# Assignment
All lines in the material below that contain "usize" should be located and copied.

----

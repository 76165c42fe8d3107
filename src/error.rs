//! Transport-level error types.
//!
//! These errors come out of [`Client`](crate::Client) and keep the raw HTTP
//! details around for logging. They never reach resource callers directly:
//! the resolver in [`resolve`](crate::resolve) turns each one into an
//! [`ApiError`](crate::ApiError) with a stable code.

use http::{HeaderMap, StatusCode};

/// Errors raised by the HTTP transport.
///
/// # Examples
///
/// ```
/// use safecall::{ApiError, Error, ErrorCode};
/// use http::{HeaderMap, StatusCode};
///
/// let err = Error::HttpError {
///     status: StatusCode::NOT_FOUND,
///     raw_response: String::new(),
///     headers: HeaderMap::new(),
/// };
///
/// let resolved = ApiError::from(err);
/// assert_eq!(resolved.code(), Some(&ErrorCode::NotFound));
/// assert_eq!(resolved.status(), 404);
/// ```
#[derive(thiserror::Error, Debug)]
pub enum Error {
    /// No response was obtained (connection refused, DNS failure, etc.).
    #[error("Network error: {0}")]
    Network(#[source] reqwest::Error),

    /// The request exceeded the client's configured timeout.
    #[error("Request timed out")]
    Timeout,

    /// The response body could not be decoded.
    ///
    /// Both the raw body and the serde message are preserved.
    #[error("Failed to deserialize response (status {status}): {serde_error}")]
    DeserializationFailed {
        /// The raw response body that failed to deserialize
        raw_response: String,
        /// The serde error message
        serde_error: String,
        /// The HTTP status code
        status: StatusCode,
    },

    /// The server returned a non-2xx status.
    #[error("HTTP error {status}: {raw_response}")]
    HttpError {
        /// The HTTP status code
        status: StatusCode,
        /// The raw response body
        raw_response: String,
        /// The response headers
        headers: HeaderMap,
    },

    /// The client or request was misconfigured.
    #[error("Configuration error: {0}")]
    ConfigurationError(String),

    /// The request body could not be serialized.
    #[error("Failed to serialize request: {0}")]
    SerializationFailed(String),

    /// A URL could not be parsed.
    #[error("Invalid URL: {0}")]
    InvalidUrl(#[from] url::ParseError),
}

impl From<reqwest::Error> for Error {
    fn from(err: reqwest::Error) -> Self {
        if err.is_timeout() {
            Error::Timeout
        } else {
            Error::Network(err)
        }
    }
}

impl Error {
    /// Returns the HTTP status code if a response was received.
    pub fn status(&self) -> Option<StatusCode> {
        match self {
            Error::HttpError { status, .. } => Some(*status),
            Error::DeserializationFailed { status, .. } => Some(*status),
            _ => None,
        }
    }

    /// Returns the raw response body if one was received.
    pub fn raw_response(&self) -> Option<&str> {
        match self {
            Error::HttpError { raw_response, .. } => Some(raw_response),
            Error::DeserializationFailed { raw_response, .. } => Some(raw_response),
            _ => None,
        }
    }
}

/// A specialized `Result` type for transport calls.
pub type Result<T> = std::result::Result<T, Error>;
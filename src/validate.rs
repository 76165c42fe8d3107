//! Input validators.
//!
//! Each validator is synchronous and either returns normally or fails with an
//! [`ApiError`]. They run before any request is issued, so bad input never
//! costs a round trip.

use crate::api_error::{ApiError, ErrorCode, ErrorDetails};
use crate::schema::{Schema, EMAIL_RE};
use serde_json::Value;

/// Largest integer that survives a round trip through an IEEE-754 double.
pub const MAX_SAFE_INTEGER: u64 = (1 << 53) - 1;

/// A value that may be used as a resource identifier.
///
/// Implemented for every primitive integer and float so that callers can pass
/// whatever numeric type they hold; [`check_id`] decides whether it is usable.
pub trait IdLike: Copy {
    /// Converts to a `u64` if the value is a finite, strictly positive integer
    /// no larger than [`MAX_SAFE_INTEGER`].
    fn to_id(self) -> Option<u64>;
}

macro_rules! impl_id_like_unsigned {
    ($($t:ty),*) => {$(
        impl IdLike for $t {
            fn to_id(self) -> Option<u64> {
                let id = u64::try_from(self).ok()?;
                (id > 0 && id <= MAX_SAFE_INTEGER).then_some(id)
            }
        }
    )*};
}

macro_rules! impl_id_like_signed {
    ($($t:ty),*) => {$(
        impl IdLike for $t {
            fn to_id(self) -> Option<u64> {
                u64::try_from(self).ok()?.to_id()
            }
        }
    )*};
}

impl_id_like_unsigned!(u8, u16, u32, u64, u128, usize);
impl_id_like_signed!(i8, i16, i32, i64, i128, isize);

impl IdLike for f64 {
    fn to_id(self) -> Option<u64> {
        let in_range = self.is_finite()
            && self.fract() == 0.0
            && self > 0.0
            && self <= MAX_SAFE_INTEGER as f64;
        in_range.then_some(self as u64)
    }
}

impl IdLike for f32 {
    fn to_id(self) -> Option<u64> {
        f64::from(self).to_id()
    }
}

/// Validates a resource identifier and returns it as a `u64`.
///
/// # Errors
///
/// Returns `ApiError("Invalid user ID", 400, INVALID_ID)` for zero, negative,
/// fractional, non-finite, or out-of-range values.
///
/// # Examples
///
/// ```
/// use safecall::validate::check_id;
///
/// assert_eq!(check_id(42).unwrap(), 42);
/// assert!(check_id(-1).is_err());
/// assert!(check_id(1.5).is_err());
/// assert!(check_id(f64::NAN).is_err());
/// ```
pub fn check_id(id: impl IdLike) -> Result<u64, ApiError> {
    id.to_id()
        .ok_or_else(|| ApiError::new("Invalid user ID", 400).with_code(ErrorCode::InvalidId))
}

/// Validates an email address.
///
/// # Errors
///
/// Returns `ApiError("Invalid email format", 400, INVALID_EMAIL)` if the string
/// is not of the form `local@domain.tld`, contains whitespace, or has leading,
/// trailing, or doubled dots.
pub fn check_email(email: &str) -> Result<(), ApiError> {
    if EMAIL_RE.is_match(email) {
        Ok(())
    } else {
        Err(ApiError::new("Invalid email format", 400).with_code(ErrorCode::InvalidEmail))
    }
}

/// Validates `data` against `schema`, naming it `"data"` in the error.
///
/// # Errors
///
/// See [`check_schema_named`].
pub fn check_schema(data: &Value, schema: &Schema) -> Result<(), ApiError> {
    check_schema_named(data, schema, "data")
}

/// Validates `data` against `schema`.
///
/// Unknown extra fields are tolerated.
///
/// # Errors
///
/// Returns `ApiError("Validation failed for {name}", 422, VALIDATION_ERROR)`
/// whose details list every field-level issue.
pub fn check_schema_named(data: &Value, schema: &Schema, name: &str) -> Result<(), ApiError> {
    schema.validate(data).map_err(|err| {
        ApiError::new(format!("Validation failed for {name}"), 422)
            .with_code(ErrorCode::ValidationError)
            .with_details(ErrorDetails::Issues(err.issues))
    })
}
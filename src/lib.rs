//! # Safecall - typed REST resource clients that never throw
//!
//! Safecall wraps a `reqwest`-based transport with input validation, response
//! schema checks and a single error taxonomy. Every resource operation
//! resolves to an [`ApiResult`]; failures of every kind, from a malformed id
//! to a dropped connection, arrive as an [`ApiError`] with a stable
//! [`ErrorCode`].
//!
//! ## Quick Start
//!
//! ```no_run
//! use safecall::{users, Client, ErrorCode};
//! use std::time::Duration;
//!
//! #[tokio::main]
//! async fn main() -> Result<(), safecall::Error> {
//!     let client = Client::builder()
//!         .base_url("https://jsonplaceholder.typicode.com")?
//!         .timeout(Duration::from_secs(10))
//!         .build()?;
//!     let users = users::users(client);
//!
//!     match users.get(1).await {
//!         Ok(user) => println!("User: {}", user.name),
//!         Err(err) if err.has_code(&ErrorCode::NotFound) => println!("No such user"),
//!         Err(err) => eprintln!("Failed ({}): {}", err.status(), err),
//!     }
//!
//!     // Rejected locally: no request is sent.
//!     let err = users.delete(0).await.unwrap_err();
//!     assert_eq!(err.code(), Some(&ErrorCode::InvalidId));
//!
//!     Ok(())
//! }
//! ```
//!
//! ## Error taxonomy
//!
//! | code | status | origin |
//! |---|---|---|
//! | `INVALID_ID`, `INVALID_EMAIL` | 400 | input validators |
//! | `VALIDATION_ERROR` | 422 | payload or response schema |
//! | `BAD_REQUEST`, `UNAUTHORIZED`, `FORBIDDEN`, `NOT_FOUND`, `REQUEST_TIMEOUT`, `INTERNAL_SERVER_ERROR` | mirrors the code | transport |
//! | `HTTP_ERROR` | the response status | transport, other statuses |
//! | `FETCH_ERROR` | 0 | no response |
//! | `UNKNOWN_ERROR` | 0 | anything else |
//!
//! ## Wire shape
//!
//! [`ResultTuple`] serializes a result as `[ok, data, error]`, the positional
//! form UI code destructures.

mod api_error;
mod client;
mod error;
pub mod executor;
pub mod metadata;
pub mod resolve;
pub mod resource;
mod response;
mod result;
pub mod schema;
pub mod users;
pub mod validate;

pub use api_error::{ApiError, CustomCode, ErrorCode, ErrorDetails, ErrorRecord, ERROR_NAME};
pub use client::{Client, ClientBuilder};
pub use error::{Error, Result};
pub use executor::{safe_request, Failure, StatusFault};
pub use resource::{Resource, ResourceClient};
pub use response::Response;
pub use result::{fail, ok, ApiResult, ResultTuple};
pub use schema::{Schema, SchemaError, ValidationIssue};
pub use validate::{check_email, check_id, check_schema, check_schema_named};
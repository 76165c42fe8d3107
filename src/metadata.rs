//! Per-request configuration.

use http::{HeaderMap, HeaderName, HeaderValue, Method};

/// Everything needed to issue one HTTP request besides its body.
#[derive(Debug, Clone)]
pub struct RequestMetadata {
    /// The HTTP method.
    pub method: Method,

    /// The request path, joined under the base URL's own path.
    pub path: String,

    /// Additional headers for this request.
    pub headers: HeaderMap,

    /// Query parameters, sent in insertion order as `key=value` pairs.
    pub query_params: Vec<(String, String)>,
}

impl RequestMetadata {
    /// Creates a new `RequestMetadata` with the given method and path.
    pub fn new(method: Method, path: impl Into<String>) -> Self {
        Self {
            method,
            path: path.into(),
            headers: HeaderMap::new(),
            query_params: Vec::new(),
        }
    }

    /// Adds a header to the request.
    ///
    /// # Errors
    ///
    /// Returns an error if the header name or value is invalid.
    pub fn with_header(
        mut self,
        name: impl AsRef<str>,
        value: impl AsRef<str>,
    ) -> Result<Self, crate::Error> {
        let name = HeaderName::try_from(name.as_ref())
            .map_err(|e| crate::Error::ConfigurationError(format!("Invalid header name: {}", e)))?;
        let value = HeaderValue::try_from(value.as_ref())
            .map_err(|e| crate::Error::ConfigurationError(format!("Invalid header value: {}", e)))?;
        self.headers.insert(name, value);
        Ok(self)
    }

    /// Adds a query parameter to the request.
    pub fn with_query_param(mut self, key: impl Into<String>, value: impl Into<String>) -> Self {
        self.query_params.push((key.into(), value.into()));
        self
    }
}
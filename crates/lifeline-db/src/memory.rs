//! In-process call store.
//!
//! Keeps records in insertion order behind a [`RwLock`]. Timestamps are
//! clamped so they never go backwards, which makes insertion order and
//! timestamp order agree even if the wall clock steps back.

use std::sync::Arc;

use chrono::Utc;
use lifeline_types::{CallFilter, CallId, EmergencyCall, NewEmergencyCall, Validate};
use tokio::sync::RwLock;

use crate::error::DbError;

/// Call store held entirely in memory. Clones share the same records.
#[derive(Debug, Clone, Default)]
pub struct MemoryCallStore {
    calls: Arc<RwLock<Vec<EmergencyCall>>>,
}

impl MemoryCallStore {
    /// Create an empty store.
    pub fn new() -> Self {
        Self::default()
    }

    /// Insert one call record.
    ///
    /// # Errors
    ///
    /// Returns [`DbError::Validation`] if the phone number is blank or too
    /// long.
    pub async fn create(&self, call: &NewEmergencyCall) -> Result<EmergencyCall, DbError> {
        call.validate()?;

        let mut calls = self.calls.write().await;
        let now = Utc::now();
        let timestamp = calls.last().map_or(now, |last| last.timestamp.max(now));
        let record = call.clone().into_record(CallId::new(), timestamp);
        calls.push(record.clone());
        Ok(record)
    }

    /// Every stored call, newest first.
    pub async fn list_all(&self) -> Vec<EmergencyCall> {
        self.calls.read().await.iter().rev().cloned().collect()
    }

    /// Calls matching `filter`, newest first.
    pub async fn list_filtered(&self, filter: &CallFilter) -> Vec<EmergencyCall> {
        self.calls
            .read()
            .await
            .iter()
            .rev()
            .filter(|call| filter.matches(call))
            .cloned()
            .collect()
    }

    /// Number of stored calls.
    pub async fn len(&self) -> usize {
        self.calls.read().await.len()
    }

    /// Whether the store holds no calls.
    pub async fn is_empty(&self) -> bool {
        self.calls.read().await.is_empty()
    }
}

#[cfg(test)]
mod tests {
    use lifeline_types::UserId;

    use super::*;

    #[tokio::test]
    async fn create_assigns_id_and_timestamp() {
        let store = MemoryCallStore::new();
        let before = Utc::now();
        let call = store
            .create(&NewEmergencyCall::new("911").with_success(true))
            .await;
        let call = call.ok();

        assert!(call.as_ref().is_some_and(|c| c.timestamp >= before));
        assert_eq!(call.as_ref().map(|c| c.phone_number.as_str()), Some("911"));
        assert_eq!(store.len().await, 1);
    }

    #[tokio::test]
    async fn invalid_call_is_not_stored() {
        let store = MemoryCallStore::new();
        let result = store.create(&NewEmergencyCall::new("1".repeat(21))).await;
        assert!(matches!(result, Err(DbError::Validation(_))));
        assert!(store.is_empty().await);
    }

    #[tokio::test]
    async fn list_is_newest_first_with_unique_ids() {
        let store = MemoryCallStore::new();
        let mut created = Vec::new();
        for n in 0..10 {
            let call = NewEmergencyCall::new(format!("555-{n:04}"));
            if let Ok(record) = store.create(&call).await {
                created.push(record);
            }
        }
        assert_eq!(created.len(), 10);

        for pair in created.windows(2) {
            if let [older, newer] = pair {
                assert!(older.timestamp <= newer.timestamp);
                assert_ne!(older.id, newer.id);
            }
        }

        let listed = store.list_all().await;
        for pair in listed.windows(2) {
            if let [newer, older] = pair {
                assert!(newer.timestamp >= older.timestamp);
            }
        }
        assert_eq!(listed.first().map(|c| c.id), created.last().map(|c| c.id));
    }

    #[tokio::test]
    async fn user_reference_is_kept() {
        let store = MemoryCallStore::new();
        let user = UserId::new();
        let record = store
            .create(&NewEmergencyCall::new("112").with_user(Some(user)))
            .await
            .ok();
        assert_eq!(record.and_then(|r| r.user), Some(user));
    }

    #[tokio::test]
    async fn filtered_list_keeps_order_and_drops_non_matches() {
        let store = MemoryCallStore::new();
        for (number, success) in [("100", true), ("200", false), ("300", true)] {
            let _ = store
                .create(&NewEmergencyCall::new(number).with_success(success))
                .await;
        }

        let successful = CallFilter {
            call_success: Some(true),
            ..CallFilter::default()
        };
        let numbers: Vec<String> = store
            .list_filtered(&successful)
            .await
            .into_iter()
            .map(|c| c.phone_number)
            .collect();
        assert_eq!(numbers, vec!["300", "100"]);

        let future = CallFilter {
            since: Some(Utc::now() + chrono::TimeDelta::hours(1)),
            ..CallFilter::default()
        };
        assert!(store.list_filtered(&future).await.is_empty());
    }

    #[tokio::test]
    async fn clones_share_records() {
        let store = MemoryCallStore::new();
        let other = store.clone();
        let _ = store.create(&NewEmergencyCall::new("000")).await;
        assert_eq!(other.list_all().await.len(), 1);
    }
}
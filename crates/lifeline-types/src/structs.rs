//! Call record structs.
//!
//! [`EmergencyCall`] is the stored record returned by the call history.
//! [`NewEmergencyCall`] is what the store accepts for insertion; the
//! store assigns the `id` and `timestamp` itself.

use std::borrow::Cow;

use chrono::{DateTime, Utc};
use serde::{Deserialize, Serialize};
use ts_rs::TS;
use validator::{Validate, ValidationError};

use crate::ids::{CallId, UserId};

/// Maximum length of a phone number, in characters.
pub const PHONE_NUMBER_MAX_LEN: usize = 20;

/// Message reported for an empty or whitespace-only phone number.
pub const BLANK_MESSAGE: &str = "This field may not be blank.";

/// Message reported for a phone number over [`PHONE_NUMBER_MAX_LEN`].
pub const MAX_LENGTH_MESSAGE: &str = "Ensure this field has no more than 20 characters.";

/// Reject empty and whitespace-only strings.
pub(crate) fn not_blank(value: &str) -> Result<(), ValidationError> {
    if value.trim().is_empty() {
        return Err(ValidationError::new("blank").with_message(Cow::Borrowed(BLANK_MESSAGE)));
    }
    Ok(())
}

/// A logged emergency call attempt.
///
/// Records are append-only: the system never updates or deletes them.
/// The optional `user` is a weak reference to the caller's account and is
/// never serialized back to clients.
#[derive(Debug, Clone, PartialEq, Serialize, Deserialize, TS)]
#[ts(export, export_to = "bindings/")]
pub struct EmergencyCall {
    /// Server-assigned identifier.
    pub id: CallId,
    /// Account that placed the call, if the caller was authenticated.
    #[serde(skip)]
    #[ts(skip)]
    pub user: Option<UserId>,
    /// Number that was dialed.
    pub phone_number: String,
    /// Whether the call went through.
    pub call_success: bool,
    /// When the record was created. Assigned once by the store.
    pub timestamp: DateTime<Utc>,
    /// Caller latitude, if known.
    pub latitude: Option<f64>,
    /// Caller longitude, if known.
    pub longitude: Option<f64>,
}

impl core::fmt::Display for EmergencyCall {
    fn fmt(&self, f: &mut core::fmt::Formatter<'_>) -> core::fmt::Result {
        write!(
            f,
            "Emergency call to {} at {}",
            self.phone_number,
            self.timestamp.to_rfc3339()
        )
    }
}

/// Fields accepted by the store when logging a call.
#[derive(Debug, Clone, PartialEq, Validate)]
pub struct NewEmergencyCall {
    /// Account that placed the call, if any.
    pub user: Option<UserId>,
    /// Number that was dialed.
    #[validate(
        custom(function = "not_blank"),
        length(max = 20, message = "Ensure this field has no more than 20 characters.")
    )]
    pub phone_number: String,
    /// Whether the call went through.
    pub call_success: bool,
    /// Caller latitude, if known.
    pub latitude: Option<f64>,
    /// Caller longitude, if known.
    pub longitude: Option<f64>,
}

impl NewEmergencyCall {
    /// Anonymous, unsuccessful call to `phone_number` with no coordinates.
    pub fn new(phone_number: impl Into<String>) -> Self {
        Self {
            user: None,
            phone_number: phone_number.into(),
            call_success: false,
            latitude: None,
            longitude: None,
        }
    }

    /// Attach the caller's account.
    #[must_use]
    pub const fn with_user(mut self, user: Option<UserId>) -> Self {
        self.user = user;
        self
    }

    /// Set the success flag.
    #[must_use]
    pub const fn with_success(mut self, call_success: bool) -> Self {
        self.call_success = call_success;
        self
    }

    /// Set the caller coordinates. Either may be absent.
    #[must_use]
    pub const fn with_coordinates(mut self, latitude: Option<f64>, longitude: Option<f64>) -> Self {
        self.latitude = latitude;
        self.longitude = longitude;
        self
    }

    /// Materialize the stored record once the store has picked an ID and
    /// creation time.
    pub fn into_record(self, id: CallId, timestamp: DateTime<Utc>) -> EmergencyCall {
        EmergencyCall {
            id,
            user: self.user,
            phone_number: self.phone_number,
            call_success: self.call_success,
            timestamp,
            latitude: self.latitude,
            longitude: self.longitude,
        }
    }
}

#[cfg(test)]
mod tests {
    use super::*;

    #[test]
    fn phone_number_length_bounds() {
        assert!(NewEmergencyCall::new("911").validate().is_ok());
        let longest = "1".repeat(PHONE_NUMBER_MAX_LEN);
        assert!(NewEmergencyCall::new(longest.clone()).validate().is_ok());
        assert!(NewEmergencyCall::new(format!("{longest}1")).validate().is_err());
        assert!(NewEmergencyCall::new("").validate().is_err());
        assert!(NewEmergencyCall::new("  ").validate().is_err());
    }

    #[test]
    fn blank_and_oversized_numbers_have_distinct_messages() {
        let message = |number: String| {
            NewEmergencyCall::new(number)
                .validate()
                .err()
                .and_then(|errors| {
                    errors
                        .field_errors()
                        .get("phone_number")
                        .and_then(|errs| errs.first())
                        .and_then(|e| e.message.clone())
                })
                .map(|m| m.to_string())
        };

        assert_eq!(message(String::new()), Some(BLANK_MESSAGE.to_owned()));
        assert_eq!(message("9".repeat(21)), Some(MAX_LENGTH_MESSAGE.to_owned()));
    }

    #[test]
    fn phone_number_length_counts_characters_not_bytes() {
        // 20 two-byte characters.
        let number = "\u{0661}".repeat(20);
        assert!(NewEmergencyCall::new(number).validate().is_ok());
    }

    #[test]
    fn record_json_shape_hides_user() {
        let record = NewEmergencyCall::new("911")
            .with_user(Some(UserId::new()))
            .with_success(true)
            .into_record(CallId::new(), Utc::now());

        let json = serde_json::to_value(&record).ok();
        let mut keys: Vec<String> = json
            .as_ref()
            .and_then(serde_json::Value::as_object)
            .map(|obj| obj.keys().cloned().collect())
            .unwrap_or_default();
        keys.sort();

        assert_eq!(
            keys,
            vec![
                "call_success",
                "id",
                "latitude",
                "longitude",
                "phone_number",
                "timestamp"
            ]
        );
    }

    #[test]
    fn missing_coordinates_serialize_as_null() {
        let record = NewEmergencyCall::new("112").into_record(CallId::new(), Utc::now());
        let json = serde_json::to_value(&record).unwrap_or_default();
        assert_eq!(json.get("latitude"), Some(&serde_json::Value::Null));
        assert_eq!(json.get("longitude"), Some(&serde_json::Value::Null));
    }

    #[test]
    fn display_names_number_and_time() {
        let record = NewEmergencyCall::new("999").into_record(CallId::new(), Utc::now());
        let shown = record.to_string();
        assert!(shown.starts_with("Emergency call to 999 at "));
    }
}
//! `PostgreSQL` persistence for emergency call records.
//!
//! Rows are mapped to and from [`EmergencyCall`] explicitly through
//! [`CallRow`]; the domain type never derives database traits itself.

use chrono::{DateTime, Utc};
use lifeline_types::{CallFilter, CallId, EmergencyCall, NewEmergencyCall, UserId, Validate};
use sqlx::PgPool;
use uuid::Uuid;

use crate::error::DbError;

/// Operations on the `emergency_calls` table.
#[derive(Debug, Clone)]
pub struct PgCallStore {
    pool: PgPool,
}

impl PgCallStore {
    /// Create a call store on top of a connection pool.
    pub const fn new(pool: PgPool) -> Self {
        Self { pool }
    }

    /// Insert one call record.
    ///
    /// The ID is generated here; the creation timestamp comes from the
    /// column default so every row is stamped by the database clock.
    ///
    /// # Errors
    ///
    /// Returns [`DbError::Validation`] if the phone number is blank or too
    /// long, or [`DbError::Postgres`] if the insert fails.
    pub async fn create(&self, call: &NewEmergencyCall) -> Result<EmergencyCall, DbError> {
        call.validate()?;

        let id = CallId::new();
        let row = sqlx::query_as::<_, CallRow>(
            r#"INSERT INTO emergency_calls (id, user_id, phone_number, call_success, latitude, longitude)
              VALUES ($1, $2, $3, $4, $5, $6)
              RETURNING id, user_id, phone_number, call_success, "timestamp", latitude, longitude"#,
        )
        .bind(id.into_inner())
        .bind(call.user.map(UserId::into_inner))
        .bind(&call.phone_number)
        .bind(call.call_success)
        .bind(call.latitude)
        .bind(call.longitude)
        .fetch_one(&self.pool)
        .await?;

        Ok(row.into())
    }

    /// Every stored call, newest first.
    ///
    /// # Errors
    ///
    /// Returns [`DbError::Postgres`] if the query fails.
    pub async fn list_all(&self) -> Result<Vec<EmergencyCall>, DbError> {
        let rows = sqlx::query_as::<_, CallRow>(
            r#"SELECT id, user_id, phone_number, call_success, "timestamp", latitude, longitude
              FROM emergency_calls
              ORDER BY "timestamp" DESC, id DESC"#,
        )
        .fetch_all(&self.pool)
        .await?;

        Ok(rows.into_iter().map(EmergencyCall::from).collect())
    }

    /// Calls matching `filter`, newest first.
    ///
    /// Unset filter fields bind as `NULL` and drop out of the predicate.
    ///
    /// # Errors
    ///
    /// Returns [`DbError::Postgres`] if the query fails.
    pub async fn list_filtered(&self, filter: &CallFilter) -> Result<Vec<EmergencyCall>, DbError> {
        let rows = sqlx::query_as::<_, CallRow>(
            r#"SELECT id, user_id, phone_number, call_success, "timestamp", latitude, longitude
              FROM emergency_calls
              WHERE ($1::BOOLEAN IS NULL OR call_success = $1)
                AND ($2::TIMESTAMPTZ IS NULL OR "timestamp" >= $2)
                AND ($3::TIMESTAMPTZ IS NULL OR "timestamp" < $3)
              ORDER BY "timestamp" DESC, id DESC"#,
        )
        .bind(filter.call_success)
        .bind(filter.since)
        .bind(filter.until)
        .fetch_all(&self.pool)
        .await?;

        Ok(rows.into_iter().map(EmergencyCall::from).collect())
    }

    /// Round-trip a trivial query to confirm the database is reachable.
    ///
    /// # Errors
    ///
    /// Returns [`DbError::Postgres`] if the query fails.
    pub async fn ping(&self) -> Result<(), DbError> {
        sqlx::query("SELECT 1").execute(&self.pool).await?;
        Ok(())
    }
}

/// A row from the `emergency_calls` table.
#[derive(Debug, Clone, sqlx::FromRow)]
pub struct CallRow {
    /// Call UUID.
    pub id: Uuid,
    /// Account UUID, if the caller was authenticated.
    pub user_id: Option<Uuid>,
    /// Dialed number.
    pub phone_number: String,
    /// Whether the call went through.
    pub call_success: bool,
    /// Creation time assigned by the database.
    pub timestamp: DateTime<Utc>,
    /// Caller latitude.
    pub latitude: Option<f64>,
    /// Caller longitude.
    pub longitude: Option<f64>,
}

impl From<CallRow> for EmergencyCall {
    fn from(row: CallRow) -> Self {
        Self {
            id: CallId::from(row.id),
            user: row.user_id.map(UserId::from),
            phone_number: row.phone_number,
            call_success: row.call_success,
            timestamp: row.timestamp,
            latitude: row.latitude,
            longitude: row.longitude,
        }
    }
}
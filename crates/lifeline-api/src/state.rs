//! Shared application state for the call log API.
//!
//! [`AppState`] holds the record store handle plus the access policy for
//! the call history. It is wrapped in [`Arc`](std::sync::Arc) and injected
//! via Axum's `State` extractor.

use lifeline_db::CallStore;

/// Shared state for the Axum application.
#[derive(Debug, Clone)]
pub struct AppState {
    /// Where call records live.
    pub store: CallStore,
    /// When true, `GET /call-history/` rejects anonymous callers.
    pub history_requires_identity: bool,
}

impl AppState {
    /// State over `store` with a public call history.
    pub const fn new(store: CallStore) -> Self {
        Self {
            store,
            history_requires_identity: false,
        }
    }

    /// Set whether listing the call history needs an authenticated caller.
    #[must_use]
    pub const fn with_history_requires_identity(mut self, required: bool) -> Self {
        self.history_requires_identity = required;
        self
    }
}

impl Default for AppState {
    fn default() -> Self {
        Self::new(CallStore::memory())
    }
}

----

# Finished task
impl_id_like_unsigned!(u8, u16, u32, u64, u128, usize);
    pub async fn len(&self) -> usize {
pub const PHONE_NUMBER_MAX_LEN: usize = 20;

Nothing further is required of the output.